● **DATASET RECORDS**

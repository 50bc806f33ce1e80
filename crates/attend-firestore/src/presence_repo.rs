//! Attendance presence repository.
//!
//! Layout:
//! - `attendance/{date}`: per-day summary (`date`, `classLabel`, `markedAt`)
//! - `attendance/{date}/records/{rollNo}`: one record per identity
//!
//! Every write is field-masked, so fields owned by other writers (manual
//! edits, on-duty markers) survive a camera commit.

use std::collections::HashMap;

use attend_models::{IdentityId, PresenceRecord, SessionDate};
use tracing::{debug, info};

use crate::client::FirestoreClient;
use crate::error::{FirestoreError, FirestoreResult};
use crate::types::{Document, ToFirestoreValue, Value, Write};

/// Top-level attendance collection.
pub const ATTENDANCE_COLLECTION: &str = "attendance";

/// Per-day subcollection holding identity records.
pub const RECORDS_SUBCOLLECTION: &str = "records";

/// Collection path holding the records for `date`.
pub fn records_path(date: &SessionDate) -> String {
    format!(
        "{}/{}/{}",
        ATTENDANCE_COLLECTION,
        date.as_key(),
        RECORDS_SUBCOLLECTION
    )
}

/// Firestore document ids cannot be empty or contain a path separator.
fn validate_doc_id(id: &str) -> FirestoreResult<()> {
    if id.trim().is_empty() || id.contains('/') || id == "." || id == ".." {
        return Err(FirestoreError::request_failed(format!(
            "Invalid document id '{}'",
            id
        )));
    }
    Ok(())
}

fn record_fields(record: &PresenceRecord) -> HashMap<String, Value> {
    let mut fields = HashMap::new();
    fields.insert("rollNo".to_string(), record.roll_no.as_str().to_firestore_value());
    fields.insert("name".to_string(), record.name.to_firestore_value());
    fields.insert("status".to_string(), record.status.as_str().to_firestore_value());
    fields.insert("source".to_string(), record.source.as_str().to_firestore_value());
    fields
}

fn summary_fields(record: &PresenceRecord) -> HashMap<String, Value> {
    let mut fields = HashMap::new();
    fields.insert("date".to_string(), record.date.as_key().to_firestore_value());
    if let Some(label) = &record.class_label {
        fields.insert("classLabel".to_string(), label.to_firestore_value());
    }
    fields
}

/// Build the two masked upserts for one presence commit.
///
/// `documents_root` is `projects/{p}/databases/{d}/documents`.
pub fn presence_writes(documents_root: &str, record: &PresenceRecord) -> FirestoreResult<Vec<Write>> {
    validate_doc_id(record.roll_no.as_str())?;

    let record_name = format!(
        "{}/{}/{}",
        documents_root,
        records_path(&record.date),
        record.roll_no
    );
    let summary_name = format!(
        "{}/{}/{}",
        documents_root,
        ATTENDANCE_COLLECTION,
        record.date.as_key()
    );

    Ok(vec![
        Write::merge(record_name, record_fields(record)).with_server_timestamp("updatedAt"),
        Write::merge(summary_name, summary_fields(record)).with_server_timestamp("markedAt"),
    ])
}

/// Repository for attendance presence documents.
#[derive(Clone)]
pub struct PresenceRepository {
    client: FirestoreClient,
}

impl PresenceRepository {
    pub fn new(client: FirestoreClient) -> Self {
        Self { client }
    }

    /// Mark `record` present, creating or merging the day's documents in one
    /// atomic commit. Transient failures are retried by the client policy.
    pub async fn commit(&self, record: &PresenceRecord) -> FirestoreResult<()> {
        let writes = presence_writes(&self.client.config().documents_root(), record)?;

        let response = self
            .client
            .with_retry("commit_presence", || self.client.commit(writes.clone()))
            .await?;

        debug!(commit_time = ?response.commit_time, "Presence commit acknowledged");
        info!(
            date = %record.date,
            roll_no = %record.roll_no,
            "Marked present"
        );
        Ok(())
    }

    /// Fetch the stored record for `(date, id)`.
    pub async fn get(&self, date: &SessionDate, id: &IdentityId) -> FirestoreResult<Option<Document>> {
        validate_doc_id(id.as_str())?;
        self.client.get_document(&records_path(date), id.as_str()).await
    }
}

#[cfg(test)]
mod tests {
    use super::*;
    use crate::types::{FieldTransform, ServerValue};

    const ROOT: &str = "projects/demo/databases/(default)/documents";

    fn record() -> PresenceRecord {
        PresenceRecord::camera(
            SessionDate::parse("2026-02-20").unwrap(),
            IdentityId::from("24CS071"),
            "HARI VIGNESH",
        )
    }

    #[test]
    fn test_records_path() {
        let date = SessionDate::parse("2026-02-20").unwrap();
        assert_eq!(records_path(&date), "attendance/2026-02-20/records");
    }

    #[test]
    fn test_presence_writes_targets_record_and_summary() {
        let writes = presence_writes(ROOT, &record()).unwrap();
        assert_eq!(writes.len(), 2);
        assert_eq!(
            writes[0].update.name.as_deref(),
            Some("projects/demo/databases/(default)/documents/attendance/2026-02-20/records/24CS071")
        );
        assert_eq!(
            writes[1].update.name.as_deref(),
            Some("projects/demo/databases/(default)/documents/attendance/2026-02-20")
        );
    }

    #[test]
    fn test_record_write_masks_only_camera_fields() {
        let writes = presence_writes(ROOT, &record()).unwrap();
        let mask = writes[0].update_mask.as_ref().unwrap();
        assert_eq!(
            mask.field_paths,
            vec!["name", "rollNo", "source", "status"]
        );
        assert!(!mask.field_paths.iter().any(|f| f == "odType"));

        assert_eq!(
            writes[0].update.field::<String>("status").as_deref(),
            Some("present")
        );
        assert_eq!(
            writes[0].update.field::<String>("source").as_deref(),
            Some("camera")
        );
    }

    #[test]
    fn test_summary_write_includes_class_label_when_set() {
        let without = presence_writes(ROOT, &record()).unwrap();
        let mask = without[1].update_mask.as_ref().unwrap();
        assert_eq!(mask.field_paths, vec!["date"]);

        let labelled = record().with_class_label(Some("CSE-A".to_string()));
        let with = presence_writes(ROOT, &labelled).unwrap();
        assert_eq!(
            with[1].update.field::<String>("classLabel").as_deref(),
            Some("CSE-A")
        );
        assert_eq!(
            with[1].update.field::<String>("date").as_deref(),
            Some("2026-02-20")
        );
    }

    #[test]
    fn test_timestamps_are_set_by_the_server() {
        let writes = presence_writes(ROOT, &record()).unwrap();
        assert_eq!(
            writes[0].update_transforms,
            vec![FieldTransform {
                field_path: "updatedAt".to_string(),
                set_to_server_value: ServerValue::RequestTime,
            }]
        );
        assert_eq!(writes[1].update_transforms[0].field_path, "markedAt");
        assert!(writes[0].update.field::<String>("updatedAt").is_none());

        let json = serde_json::to_value(&writes[0]).unwrap();
        assert_eq!(
            json["updateTransforms"],
            serde_json::json!([{"fieldPath": "updatedAt", "setToServerValue": "REQUEST_TIME"}])
        );
    }

    #[test]
    fn test_invalid_roll_numbers_rejected() {
        let mut bad = record();
        bad.roll_no = IdentityId::from("24/CS");
        assert!(presence_writes(ROOT, &bad).is_err());

        bad.roll_no = IdentityId::from("  ");
        assert!(presence_writes(ROOT, &bad).is_err());
    }
}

● **TASK**
Every line where "FirestoreError" appears must be returned from the listing above.

● **SOLUTION FOR THIS TASK**
use crate::error::{FirestoreError, FirestoreResult};
        return Err(FirestoreError::request_failed(format!(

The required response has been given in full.